» **Assignment**
Repeat exactly the lines below that lie between the line with "t.client.inject_embedded_complete_errors(2);" and the line with "t.client.inject_embedded_complete_errors(5);", counting both of those lines as part of the answer.

» **Supplied information**
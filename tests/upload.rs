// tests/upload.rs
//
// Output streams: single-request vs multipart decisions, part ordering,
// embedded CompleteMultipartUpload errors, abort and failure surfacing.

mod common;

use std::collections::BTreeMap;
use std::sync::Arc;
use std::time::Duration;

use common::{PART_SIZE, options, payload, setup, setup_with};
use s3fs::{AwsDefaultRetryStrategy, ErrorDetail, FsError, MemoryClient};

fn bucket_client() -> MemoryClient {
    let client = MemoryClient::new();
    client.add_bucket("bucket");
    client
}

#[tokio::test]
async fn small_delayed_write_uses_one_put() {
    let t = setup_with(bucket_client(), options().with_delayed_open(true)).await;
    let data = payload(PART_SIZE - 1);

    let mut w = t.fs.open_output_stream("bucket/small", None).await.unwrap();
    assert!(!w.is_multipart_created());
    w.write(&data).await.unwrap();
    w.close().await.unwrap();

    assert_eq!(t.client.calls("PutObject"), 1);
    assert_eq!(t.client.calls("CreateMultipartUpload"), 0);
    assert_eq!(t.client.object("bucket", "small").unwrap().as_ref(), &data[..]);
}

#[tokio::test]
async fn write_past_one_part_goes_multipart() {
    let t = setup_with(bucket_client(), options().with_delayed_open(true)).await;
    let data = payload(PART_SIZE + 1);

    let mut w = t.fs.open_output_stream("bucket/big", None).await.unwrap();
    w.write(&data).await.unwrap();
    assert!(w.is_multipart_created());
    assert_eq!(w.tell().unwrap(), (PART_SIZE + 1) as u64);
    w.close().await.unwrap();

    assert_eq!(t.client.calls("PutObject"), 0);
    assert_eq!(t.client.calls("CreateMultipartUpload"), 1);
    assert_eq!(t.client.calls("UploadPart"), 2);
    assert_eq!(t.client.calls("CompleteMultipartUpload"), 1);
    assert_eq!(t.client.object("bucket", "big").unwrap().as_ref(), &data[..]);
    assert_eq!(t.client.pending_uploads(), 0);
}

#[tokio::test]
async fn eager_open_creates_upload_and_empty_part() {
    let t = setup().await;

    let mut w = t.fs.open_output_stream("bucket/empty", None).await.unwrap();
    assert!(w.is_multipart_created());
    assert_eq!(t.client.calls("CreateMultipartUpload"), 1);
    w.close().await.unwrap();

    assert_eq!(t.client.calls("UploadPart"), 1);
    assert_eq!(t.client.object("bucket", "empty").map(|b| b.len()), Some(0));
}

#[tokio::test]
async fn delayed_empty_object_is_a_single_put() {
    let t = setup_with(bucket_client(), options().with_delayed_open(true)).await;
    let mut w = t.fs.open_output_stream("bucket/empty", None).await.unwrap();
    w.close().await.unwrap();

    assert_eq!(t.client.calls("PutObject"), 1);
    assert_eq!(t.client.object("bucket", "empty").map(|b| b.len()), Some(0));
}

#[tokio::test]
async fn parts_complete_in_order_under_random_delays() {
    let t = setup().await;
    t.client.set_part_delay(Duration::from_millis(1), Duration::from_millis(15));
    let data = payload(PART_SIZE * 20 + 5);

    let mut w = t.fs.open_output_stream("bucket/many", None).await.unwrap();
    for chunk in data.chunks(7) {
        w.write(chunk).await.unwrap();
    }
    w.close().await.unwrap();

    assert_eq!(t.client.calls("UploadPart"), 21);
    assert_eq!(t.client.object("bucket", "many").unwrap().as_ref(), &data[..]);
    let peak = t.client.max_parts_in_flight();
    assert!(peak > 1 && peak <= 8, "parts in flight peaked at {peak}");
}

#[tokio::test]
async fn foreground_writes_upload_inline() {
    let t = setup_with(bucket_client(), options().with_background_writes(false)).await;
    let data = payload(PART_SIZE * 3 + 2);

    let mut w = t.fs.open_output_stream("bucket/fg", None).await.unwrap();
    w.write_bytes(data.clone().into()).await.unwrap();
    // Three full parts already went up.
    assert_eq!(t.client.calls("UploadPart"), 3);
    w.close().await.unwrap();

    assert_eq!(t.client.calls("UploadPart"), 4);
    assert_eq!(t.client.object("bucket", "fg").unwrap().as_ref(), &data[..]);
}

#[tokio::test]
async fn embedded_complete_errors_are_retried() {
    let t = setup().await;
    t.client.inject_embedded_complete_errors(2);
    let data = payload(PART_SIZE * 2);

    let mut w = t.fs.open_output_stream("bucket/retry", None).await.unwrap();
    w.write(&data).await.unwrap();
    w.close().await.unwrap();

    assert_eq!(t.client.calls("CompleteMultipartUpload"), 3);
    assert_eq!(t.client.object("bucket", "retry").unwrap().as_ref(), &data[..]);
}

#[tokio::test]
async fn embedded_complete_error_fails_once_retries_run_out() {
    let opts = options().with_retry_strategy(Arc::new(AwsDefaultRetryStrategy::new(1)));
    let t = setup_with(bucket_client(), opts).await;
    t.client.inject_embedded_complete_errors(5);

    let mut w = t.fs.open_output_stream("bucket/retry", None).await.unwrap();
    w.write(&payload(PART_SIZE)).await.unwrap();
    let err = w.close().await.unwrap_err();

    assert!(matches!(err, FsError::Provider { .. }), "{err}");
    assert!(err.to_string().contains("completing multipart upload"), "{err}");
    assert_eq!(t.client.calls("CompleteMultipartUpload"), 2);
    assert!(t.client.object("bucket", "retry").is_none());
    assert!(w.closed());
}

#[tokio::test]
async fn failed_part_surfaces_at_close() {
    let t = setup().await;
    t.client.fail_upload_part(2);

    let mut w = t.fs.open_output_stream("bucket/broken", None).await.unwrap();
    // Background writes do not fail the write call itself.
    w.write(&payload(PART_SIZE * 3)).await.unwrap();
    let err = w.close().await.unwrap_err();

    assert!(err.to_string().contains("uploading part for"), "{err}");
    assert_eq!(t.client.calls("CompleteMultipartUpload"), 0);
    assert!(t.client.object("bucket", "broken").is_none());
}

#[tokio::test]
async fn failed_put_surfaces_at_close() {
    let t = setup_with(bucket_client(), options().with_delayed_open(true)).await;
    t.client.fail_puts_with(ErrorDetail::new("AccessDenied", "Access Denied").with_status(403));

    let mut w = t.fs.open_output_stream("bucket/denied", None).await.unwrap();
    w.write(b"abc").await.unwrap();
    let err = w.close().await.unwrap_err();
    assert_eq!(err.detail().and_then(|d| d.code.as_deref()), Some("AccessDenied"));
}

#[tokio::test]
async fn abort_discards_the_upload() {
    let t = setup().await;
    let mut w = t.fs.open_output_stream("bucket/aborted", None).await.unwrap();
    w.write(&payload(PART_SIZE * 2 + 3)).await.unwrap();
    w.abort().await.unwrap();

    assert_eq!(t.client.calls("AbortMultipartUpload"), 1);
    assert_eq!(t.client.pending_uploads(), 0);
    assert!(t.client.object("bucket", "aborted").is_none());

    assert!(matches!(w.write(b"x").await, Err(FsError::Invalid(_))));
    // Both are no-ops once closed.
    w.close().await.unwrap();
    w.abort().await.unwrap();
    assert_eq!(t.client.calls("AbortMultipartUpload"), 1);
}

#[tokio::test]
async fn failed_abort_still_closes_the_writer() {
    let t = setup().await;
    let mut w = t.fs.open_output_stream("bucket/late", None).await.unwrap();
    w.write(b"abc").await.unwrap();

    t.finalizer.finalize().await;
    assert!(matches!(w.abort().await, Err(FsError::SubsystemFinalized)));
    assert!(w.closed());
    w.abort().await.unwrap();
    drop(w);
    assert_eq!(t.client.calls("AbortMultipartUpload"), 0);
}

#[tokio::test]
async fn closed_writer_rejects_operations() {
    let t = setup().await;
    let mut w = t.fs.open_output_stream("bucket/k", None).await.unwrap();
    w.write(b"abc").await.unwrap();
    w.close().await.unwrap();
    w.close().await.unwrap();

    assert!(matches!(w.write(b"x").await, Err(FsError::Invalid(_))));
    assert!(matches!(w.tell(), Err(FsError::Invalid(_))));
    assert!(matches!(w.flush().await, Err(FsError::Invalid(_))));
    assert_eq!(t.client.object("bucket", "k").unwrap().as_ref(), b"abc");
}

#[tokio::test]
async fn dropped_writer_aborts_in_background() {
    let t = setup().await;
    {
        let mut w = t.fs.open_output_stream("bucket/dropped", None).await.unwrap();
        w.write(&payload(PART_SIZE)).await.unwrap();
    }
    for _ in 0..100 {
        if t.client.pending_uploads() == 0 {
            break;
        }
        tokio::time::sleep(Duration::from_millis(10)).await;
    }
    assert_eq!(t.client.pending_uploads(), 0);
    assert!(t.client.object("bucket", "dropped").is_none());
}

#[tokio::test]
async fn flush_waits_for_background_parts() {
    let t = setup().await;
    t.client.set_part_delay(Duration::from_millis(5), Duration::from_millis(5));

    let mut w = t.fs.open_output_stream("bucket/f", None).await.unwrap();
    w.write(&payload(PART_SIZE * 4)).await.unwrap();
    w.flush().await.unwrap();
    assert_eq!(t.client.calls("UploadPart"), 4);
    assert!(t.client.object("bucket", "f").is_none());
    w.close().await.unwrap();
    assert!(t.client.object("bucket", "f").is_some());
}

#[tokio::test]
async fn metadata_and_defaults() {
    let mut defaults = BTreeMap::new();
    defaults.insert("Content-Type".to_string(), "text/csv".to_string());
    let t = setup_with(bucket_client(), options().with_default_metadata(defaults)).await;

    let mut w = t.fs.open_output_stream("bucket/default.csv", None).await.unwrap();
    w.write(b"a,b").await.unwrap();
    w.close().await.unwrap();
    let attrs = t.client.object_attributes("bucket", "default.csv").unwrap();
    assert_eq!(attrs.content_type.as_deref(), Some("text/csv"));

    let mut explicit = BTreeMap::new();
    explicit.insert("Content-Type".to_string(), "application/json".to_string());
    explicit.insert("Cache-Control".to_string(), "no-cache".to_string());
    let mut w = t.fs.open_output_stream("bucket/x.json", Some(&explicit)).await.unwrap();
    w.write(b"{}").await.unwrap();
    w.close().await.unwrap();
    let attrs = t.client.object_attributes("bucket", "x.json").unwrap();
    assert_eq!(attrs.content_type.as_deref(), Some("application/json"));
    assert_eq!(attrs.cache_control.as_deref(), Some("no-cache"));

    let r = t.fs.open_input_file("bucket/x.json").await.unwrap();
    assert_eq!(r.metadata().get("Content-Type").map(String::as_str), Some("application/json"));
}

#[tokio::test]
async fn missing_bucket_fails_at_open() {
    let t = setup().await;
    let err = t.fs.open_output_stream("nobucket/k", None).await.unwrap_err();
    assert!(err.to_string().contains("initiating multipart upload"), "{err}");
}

» **Response box**
    t.client.inject_embedded_complete_errors(2);
    let data = payload(PART_SIZE * 2);

    let mut w = t.fs.open_output_stream("bucket/retry", None).await.unwrap();
    w.write(&data).await.unwrap();
    w.close().await.unwrap();

    assert_eq!(t.client.calls("CompleteMultipartUpload"), 3);
    assert_eq!(t.client.object("bucket", "retry").unwrap().as_ref(), &data[..]);
}

#[tokio::test]
async fn embedded_complete_error_fails_once_retries_run_out() {
    let opts = options().with_retry_strategy(Arc::new(AwsDefaultRetryStrategy::new(1)));
    let t = setup_with(bucket_client(), opts).await;
    t.client.inject_embedded_complete_errors(5);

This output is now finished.